FurnitureVLA: Learning Long-Horizon Bimanual Furniture Assembly with Vision-Language-Action Model

2026-07-01Robotics

RoboticsArtificial Intelligence
AI summary

The authors studied how to teach robots with two arms to assemble full-size furniture using models that combine vision, language, and action. They created a new simulated environment and a VR system for collecting real-world examples of furniture assembly. Their model can track progress through many steps and tasks, which helps it avoid mistakes. Their method improved success rates in simulation and worked well on a real robot, with only a small drop in performance on the toughest tasks.

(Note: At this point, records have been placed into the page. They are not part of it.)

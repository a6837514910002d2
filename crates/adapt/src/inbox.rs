// crates/adapt/src/inbox.rs

use crate::store::StoreError;
use domain::message::ContactMessage;
use std::path::{Path, PathBuf};
use tokio::{
    fs::OpenOptions,
    io::AsyncWriteExt,
    sync::Mutex,
};

pub const MESSAGES_FILE: &str = "messages.jsonl";

/// Append-only log of contact form messages, one JSON object per line.
#[derive(Debug)]
pub struct MessageLog {
    path: PathBuf,
    append_lock: Mutex<()>,
}

impl MessageLog {
    pub fn new(path: impl Into<PathBuf>) -> Self {
        Self {
            path: path.into(),
            append_lock: Mutex::new(()),
        }
    }

    pub fn path(&self) -> &Path {
        &self.path
    }

    #[tracing::instrument(skip_all, fields(id = %message.id))]
    pub async fn append(&self, message: &ContactMessage) -> Result<(), StoreError> {
        let mut line =
            serde_json::to_string(message).map_err(|e| StoreError::corrupt(&self.path, e))?;
        line.push('\n');

        let _guard = self.append_lock.lock().await;
        if let Some(parent) = self.path.parent() {
            tokio::fs::create_dir_all(parent)
                .await
                .map_err(|e| StoreError::io(&self.path, e))?;
        }
        let mut f = OpenOptions::new()
            .create(true)
            .append(true)
            .open(&self.path)
            .await
            .map_err(|e| StoreError::io(&self.path, e))?;
        f.write_all(line.as_bytes())
            .await
            .map_err(|e| StoreError::io(&self.path, e))?;
        f.sync_data().await.map_err(|e| StoreError::io(&self.path, e))?;

        tracing::info!("contact message stored");
        Ok(())
    }

    /// All stored messages, oldest first.
    pub async fn read_all(&self) -> Result<Vec<ContactMessage>, StoreError> {
        let Some(s) = crate::io::read_to_string_opt(&self.path)
            .await
            .map_err(|e| StoreError::io(&self.path, e))?
        else {
            return Ok(Vec::new());
        };
        s.lines()
            .filter(|l| !l.trim().is_empty())
            .map(|l| serde_json::from_str(l).map_err(|e| StoreError::corrupt(&self.path, e)))
            .collect()
    }
}
// crates/adapt/src/store/notice.rs

use super::StoreError;
use crate::io::{read_to_string_opt, write_atomic};
use async_trait::async_trait;
use domain::notice::Notice;
use std::path::{Path, PathBuf};
use tokio::sync::{Mutex, RwLock};
use uuid::Uuid;

pub const NOTICES_FILE: &str = "notices.json";

/// CRUD over admin notices. `list` returns store order; callers sort.
#[cfg_attr(test, mockall::automock)]
#[async_trait]
pub trait NoticeStore: Send + Sync {
    async fn list(&self) -> Result<Vec<Notice>, StoreError>;
    async fn get(&self, id: Uuid) -> Result<Option<Notice>, StoreError>;
    async fn insert(&self, notice: Notice) -> Result<(), StoreError>;
    /// Replace an existing notice (`NotFound` otherwise).
    async fn update(&self, notice: Notice) -> Result<(), StoreError>;
    async fn delete(&self, id: Uuid) -> Result<(), StoreError>;
}

fn replace(notices: &mut [Notice], notice: Notice) -> Result<(), StoreError> {
    let slot = notices
        .iter_mut()
        .find(|n| n.id == notice.id)
        .ok_or(StoreError::NotFound(notice.id))?;
    *slot = notice;
    Ok(())
}

fn remove(notices: &mut Vec<Notice>, id: Uuid) -> Result<(), StoreError> {
    let before = notices.len();
    notices.retain(|n| n.id != id);
    if notices.len() == before {
        return Err(StoreError::NotFound(id));
    }
    Ok(())
}

// ─────────────────────────────────────────────────────────────────────────────
// JSON file
// ─────────────────────────────────────────────────────────────────────────────

/// `<data>/notices.json`: a JSON array re-read on every call.
#[derive(Debug)]
pub struct JsonNoticeStore {
    path: PathBuf,
    write_lock: Mutex<()>,
}

impl JsonNoticeStore {
    pub fn new(path: impl Into<PathBuf>) -> Self {
        Self {
            path: path.into(),
            write_lock: Mutex::new(()),
        }
    }

    pub fn path(&self) -> &Path {
        &self.path
    }

    async fn load(&self) -> Result<Vec<Notice>, StoreError> {
        match read_to_string_opt(&self.path)
            .await
            .map_err(|e| StoreError::io(&self.path, e))?
        {
            Some(s) if !s.trim().is_empty() => {
                serde_json::from_str(&s).map_err(|e| StoreError::corrupt(&self.path, e))
            }
            _ => Ok(Vec::new()),
        }
    }

    async fn save(&self, notices: &[Notice]) -> Result<(), StoreError> {
        let body =
            serde_json::to_vec_pretty(notices).map_err(|e| StoreError::corrupt(&self.path, e))?;
        write_atomic(&self.path, &body)
            .await
            .map_err(|e| StoreError::io(&self.path, e))
    }

    /// Load, mutate, save under the write lock.
    async fn modify<F>(&self, f: F) -> Result<(), StoreError>
    where
        F: FnOnce(&mut Vec<Notice>) -> Result<(), StoreError> + Send,
    {
        let _guard = self.write_lock.lock().await;
        let mut notices = self.load().await?;
        f(&mut notices)?;
        self.save(&notices).await
    }
}

#[async_trait]
impl NoticeStore for JsonNoticeStore {
    #[tracing::instrument(skip_all)]
    async fn list(&self) -> Result<Vec<Notice>, StoreError> {
        self.load().await
    }

    async fn get(&self, id: Uuid) -> Result<Option<Notice>, StoreError> {
        Ok(self.load().await?.into_iter().find(|n| n.id == id))
    }

    #[tracing::instrument(skip_all, fields(id = %notice.id))]
    async fn insert(&self, notice: Notice) -> Result<(), StoreError> {
        self.modify(move |all| {
            all.push(notice);
            Ok(())
        })
        .await
    }

    #[tracing::instrument(skip_all, fields(id = %notice.id))]
    async fn update(&self, notice: Notice) -> Result<(), StoreError> {
        self.modify(move |all| replace(all, notice)).await
    }

    #[tracing::instrument(skip_all, fields(%id))]
    async fn delete(&self, id: Uuid) -> Result<(), StoreError> {
        self.modify(move |all| remove(all, id)).await
    }
}

// ─────────────────────────────────────────────────────────────────────────────
// Memory
// ─────────────────────────────────────────────────────────────────────────────

#[derive(Debug, Default)]
pub struct MemoryNoticeStore {
    notices: RwLock<Vec<Notice>>,
}

impl MemoryNoticeStore {
    pub fn new(notices: Vec<Notice>) -> Self {
        Self {
            notices: RwLock::new(notices),
        }
    }
}

#[async_trait]
impl NoticeStore for MemoryNoticeStore {
    async fn list(&self) -> Result<Vec<Notice>, StoreError> {
        Ok(self.notices.read().await.clone())
    }

    async fn get(&self, id: Uuid) -> Result<Option<Notice>, StoreError> {
        Ok(self.notices.read().await.iter().find(|n| n.id == id).cloned())
    }

    async fn insert(&self, notice: Notice) -> Result<(), StoreError> {
        self.notices.write().await.push(notice);
        Ok(())
    }

    async fn update(&self, notice: Notice) -> Result<(), StoreError> {
        replace(&mut self.notices.write().await, notice)
    }

    async fn delete(&self, id: Uuid) -> Result<(), StoreError> {
        remove(&mut *self.notices.write().await, id)
    }
}

#[cfg(test)]
mod tests {
    use super::*;
    use chrono::Utc;
    use domain::notice::NoticeDraft;
    use tempfile::tempdir;

    fn notice(title: &str) -> Notice {
        Notice::new(
            NoticeDraft {
                title: title.into(),
                body: "body".into(),
            },
            "alice",
            Utc::now(),
        )
    }

    #[tokio::test]
    async fn json_store_crud() {
        let dir = tempdir().unwrap();
        let store = JsonNoticeStore::new(dir.path().join(NOTICES_FILE));
        assert!(store.list().await.unwrap().is_empty());

        let mut n = notice("First");
        store.insert(n.clone()).await.unwrap();
        store.insert(notice("Second")).await.unwrap();
        assert_eq!(store.list().await.unwrap().len(), 2);

        n.title = "First (edited)".into();
        store.update(n.clone()).await.unwrap();
        assert_eq!(store.get(n.id).await.unwrap().unwrap().title, "First (edited)");

        // survives a new handle
        let reopened = JsonNoticeStore::new(store.path());
        assert_eq!(reopened.list().await.unwrap().len(), 2);

        store.delete(n.id).await.unwrap();
        assert!(store.get(n.id).await.unwrap().is_none());
        assert_eq!(store.list().await.unwrap().len(), 1);
    }

    #[tokio::test]
    async fn missing_ids_are_not_found() {
        let dir = tempdir().unwrap();
        let store = JsonNoticeStore::new(dir.path().join(NOTICES_FILE));
        let ghost = notice("ghost");

        assert!(matches!(
            store.update(ghost.clone()).await,
            Err(StoreError::NotFound(id)) if id == ghost.id
        ));
        assert!(matches!(
            store.delete(ghost.id).await,
            Err(StoreError::NotFound(_))
        ));
    }

    #[tokio::test]
    async fn corrupt_json_is_reported() {
        let dir = tempdir().unwrap();
        let path = dir.path().join(NOTICES_FILE);
        std::fs::write(&path, "{ not json").unwrap();
        assert!(matches!(
            JsonNoticeStore::new(path).list().await,
            Err(StoreError::Corrupt(_))
        ));
    }

    #[tokio::test]
    async fn memory_store_crud() {
        let store = MemoryNoticeStore::default();
        let n = notice("One");
        store.insert(n.clone()).await.unwrap();
        assert_eq!(store.get(n.id).await.unwrap(), Some(n.clone()));
        store.delete(n.id).await.unwrap();
        assert!(store.list().await.unwrap().is_empty());
    }
}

bimanual manipulationfurniture assemblyvision-language-action modelslong-horizon tasksVR teleoperationrobot controlsimulation pipelineprogress predictionKinova Gen3 robot
Authors
Chenyang Ma, Yue Yang, Radu Corcodel, Siddarth Jain, Andrew Wu, Chiori Hori, Diego Romeres
Abstract
Current work on robot furniture assembly mostly focuses on toy-scale settings or single-arm manipulation. We introduce FurnitureVLA, the first systematic study of real-scale bimanual furniture assembly using Vision-Language-Action models (VLAs). We formalize the task, develop a scalable simulation pipeline for expert data generation and evaluation, and build a VR teleoperation system for single-operator bimanual control to collect high-quality real-world demonstrations. To address extreme long-horizon assembly with up to 7 subtasks and 1550 control steps, we propose a progress-enhanced VLA, finetuned on semantically grounded subtasks, that jointly predicts actions and a continuous progress signal, enabling automatic subtask transitions and reducing compounding errors during inference. We further study perception and control design factors that critically affect precision in real-scale assembly. FurnitureVLA improves average simulation success from 48% to 80% compared to baselines across three furniture types, with an additional 21% gain from our design factor study. We validate on a real Kinova Gen3 platform with only 16% drop on the hardest task.